**EXERCISE PROMPT**
Filter the records below, keeping only lines with the string "Duration".

[[ INFORMATION SUPPLIED, beginning ]]

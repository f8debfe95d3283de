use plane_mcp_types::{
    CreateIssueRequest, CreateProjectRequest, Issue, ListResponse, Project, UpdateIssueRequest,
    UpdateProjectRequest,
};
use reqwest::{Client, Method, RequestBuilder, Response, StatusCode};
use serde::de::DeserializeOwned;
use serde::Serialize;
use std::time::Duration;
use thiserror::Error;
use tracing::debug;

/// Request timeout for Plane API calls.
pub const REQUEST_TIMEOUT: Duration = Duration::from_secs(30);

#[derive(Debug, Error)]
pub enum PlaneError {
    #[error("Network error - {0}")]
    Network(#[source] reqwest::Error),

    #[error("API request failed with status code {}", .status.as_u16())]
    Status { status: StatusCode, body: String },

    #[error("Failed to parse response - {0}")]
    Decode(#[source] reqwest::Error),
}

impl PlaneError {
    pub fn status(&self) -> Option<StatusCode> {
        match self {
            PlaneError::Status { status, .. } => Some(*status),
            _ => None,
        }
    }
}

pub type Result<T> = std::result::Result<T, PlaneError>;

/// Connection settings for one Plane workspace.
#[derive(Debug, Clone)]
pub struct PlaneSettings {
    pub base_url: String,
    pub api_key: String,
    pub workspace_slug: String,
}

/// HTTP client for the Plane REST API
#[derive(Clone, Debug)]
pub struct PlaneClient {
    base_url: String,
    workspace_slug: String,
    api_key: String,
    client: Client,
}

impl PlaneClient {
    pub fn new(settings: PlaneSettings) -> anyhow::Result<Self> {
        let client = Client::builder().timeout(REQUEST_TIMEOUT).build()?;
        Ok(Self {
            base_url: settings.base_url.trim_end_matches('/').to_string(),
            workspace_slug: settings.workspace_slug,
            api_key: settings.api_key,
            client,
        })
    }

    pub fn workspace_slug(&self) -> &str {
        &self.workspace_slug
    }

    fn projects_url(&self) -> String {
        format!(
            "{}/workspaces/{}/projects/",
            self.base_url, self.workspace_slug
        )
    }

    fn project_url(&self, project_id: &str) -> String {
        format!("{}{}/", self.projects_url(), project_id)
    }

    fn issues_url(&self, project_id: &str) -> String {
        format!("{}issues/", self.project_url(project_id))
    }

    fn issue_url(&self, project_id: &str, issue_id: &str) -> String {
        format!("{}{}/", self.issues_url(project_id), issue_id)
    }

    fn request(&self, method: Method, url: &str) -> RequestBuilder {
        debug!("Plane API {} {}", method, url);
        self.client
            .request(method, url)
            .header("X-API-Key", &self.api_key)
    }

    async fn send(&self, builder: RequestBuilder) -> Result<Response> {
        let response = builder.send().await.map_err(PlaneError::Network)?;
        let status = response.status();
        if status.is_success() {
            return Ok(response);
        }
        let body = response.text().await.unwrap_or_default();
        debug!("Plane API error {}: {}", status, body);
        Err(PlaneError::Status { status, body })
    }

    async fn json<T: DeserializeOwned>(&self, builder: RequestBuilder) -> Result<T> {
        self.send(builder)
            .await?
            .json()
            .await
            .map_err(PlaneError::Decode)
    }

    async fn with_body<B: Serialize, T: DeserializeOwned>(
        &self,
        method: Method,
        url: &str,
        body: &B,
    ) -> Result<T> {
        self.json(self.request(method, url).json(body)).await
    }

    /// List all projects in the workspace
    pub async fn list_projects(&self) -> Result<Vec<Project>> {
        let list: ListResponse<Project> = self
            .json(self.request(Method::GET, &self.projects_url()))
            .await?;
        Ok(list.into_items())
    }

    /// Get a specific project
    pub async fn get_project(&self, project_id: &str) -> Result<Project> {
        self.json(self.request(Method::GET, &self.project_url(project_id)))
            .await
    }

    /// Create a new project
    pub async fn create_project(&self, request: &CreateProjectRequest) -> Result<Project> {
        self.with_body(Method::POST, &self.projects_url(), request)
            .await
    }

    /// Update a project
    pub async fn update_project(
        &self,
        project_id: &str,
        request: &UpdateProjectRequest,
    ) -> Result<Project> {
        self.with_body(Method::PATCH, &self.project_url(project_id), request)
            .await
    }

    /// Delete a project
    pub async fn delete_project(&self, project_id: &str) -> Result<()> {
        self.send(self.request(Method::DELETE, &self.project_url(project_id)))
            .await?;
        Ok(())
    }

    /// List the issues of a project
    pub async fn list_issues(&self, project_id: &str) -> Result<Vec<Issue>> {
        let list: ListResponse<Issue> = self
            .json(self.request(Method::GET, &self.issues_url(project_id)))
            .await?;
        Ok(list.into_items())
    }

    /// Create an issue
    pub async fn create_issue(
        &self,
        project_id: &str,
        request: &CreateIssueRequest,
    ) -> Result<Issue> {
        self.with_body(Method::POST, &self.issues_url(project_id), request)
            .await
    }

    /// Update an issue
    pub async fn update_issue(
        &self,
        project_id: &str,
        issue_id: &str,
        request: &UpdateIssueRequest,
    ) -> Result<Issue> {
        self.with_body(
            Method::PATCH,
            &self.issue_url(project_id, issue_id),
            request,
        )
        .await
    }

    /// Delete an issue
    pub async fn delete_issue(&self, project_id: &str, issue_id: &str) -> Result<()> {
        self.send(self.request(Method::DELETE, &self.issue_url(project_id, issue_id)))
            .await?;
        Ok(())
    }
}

[[ INFORMATION SUPPLIED, end ]]

**RESPONSE TO THE TASK**
use std::time::Duration;
pub const REQUEST_TIMEOUT: Duration = Duration::from_secs(30);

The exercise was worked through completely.